Color as a Point of Connection
According to Todd, therapy implies a developed relationship. Color has healing properties but it is not the only variable to consider when developing this therapeutic relationship.
“When you’re in a gallery and surrounded by all kinds of beautiful paintings, you can feel how that beauty touches your soul,” Todd said. “Color certainly can be healing in that way.”
Art can be an avenue of connection and this can also be healing, she said. There are several ways to connect with one’s art: this may be a connection to our inner self, a connection to others, a spirit that guides your life, a connection to the unknown and even the connections to art materials.
“I like the materials to create the beginning of what happens, like dropping the paint on there,” Todd said. “I’ll start with an intention and something in mind … so I might choose the colors that feel connected to what I’m exploring, drop them on and see what happens. I like the idea of being guided by the art.”
A much larger connection is being connected to mystery and to the unknown, Todd said. That is an important part of what art teaches and what art therapists help people do.
“Be comfortable with the unknown and have faith that if you just keep paying attention, that something will come from that,” Todd said.
Color and Chakras
Sheri Bauer, creator of Angel Light LLC Center for the Healing Arts in Elm Grove, incorporates color healing in the chakra classes she teaches.
According to Bauer, chakra means vortex, or in Hindu tradition, “spinning wheel of light.” A wheel of light is a concentrated spiral of energy that feeds in good energy and eliminates energy waste. This works to maintain energetic balance, she said.
Our chakra system connects us to the energetic grid of the universe and beyond, Bauer said. There are seven main chakras that line up from the base of your spine to the top of your head.
Each area of the body has a related chakra and each chakra emanates a specific frequency and color, she said. Those frequencies work with our human body, with our organs and glands.
“The frequency for the color yellow emulates the frequency of the sun and works with the digestive system,” Bauer said.

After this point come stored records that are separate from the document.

/*
 * Responsibility
 * - Service layer (no axum types in here)
 * - access: the RBAC gate decision logic
 * - session / content: external collaborator clients
 */
pub mod access;
pub mod content;
pub mod session;
pub mod webhook;
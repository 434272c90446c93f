//! HMAC-SHA256 signature validation for identity-provider webhooks.
//!
//! Provisioning events are signed with a shared secret; the signature rides
//! in the `x-webhook-signature` header as `sha256=<hex>`. Comparison is
//! constant-time and the secret is held in a `SecretString` so it cannot be
//! logged by accident.

use hmac::{Hmac, Mac};
use secrecy::{ExposeSecret, SecretString};
use sha2::Sha256;
use subtle::ConstantTimeEq;
use thiserror::Error;

pub const SIGNATURE_HEADER: &str = "x-webhook-signature";

#[derive(Debug, Error)]
pub enum WebhookError {
    #[error("invalid signature format: {0}")]
    InvalidSignatureFormat(String),
    #[error("signature mismatch")]
    InvalidSignature,
}

#[derive(Clone)]
pub struct SignatureValidator {
    secret: SecretString,
}

impl SignatureValidator {
    pub fn new(secret: SecretString) -> Self {
        Self { secret }
    }

    /// Verify the signature over the raw request body.
    pub fn verify(&self, payload: &[u8], signature_header: &str) -> Result<(), WebhookError> {
        let signature_hex = signature_header
            .strip_prefix("sha256=")
            .ok_or_else(|| WebhookError::InvalidSignatureFormat("missing sha256= prefix".into()))?;

        let expected = hex::decode(signature_hex)
            .map_err(|e| WebhookError::InvalidSignatureFormat(format!("invalid hex: {e}")))?;

        let computed = self.compute(payload);

        if computed.ct_eq(&expected).into() {
            Ok(())
        } else {
            tracing::warn!("webhook signature verification failed");
            Err(WebhookError::InvalidSignature)
        }
    }

    fn compute(&self, payload: &[u8]) -> Vec<u8> {
        type HmacSha256 = Hmac<Sha256>;

        let mut mac = HmacSha256::new_from_slice(self.secret.expose_secret().as_bytes())
            .expect("hmac accepts keys of any length");
        mac.update(payload);
        mac.finalize().into_bytes().to_vec()
    }
}

#[cfg(test)]
mod tests {
    use super::*;

    fn validator() -> SignatureValidator {
        SignatureValidator::new(SecretString::from("test-webhook-secret"))
    }

    fn sign(secret: &str, payload: &[u8]) -> String {
        type HmacSha256 = Hmac<Sha256>;
        let mut mac = HmacSha256::new_from_slice(secret.as_bytes()).unwrap();
        mac.update(payload);
        format!("sha256={}", hex::encode(mac.finalize().into_bytes()))
    }

    #[test]
    fn valid_signature_passes() {
        let payload = br#"{"type":"user.created"}"#;
        let header = sign("test-webhook-secret", payload);
        assert!(validator().verify(payload, &header).is_ok());
    }

    #[test]
    fn wrong_secret_fails() {
        let payload = br#"{"type":"user.created"}"#;
        let header = sign("other-secret", payload);
        assert!(matches!(
            validator().verify(payload, &header),
            Err(WebhookError::InvalidSignature)
        ));
    }

    #[test]
    fn tampered_payload_fails() {
        let header = sign("test-webhook-secret", b"original");
        assert!(validator().verify(b"tampered", &header).is_err());
    }

    #[test]
    fn malformed_header_is_rejected() {
        assert!(matches!(
            validator().verify(b"x", "not-a-signature"),
            Err(WebhookError::InvalidSignatureFormat(_))
        ));
        assert!(matches!(
            validator().verify(b"x", "sha256=zz"),
            Err(WebhookError::InvalidSignatureFormat(_))
        ));
    }
}
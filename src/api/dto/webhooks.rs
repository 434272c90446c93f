/*
 * Responsibility
 * - Identity-provider webhook payload shapes (provisioning events)
 * - The provider's field names are snake_case with a free-form
 *   `unsafe_metadata` object collected at signup
 */
use serde::Deserialize;

#[derive(Debug, Deserialize)]
pub struct IdentityEvent {
    #[serde(rename = "type")]
    pub event_type: String,
    pub data: IdentityUser,
}

#[derive(Debug, Deserialize)]
pub struct IdentityUser {
    pub id: String,
    #[serde(default)]
    pub first_name: Option<String>,
    #[serde(default)]
    pub last_name: Option<String>,
    #[serde(default)]
    pub email_addresses: Vec<EmailAddress>,
    #[serde(default)]
    pub unsafe_metadata: SignupMetadata,
}

#[derive(Debug, Deserialize)]
pub struct EmailAddress {
    pub email_address: String,
}

/// Free-form signup metadata; every field is optional by construction.
#[derive(Debug, Default, Deserialize)]
pub struct SignupMetadata {
    #[serde(rename = "fullName")]
    pub full_name: Option<String>,
    pub role: Option<String>,
    pub faculty: Option<String>,
    pub department: Option<String>,
    pub level: Option<String>,
    #[serde(rename = "registrationNumber")]
    pub registration_number: Option<String>,
    #[serde(rename = "idNumber")]
    pub id_number: Option<String>,
    #[serde(rename = "phoneNumber")]
    pub phone_number: Option<String>,
    pub email: Option<String>,
}

impl IdentityUser {
    /// Display name: explicit metadata wins, then provider first/last name.
    pub fn full_name(&self) -> String {
        if let Some(name) = &self.unsafe_metadata.full_name
            && !name.trim().is_empty()
        {
            return name.trim().to_string();
        }
        match (&self.first_name, &self.last_name) {
            (Some(first), Some(last)) => format!("{first} {last}"),
            (Some(first), None) => first.clone(),
            (None, Some(last)) => last.clone(),
            (None, None) => "Unknown User".to_string(),
        }
    }

    /// Best-known email: metadata first, then the provider's address list.
    pub fn email(&self) -> Option<String> {
        if let Some(email) = &self.unsafe_metadata.email
            && !email.trim().is_empty()
        {
            return Some(email.clone());
        }
        self.email_addresses
            .first()
            .map(|e| e.email_address.clone())
    }
}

Different colors resonate with different areas of the human body and internal organs and work to heal specific issues that one may manifest, according to Bauer.
“That’s the thing about energy, it is changeable and mutable,” Bauer said. “We are different every day of our lives and the colors of our chakras are a reflection of where we are at a current moment in time taking into consideration the health of our body, mind and spirit.”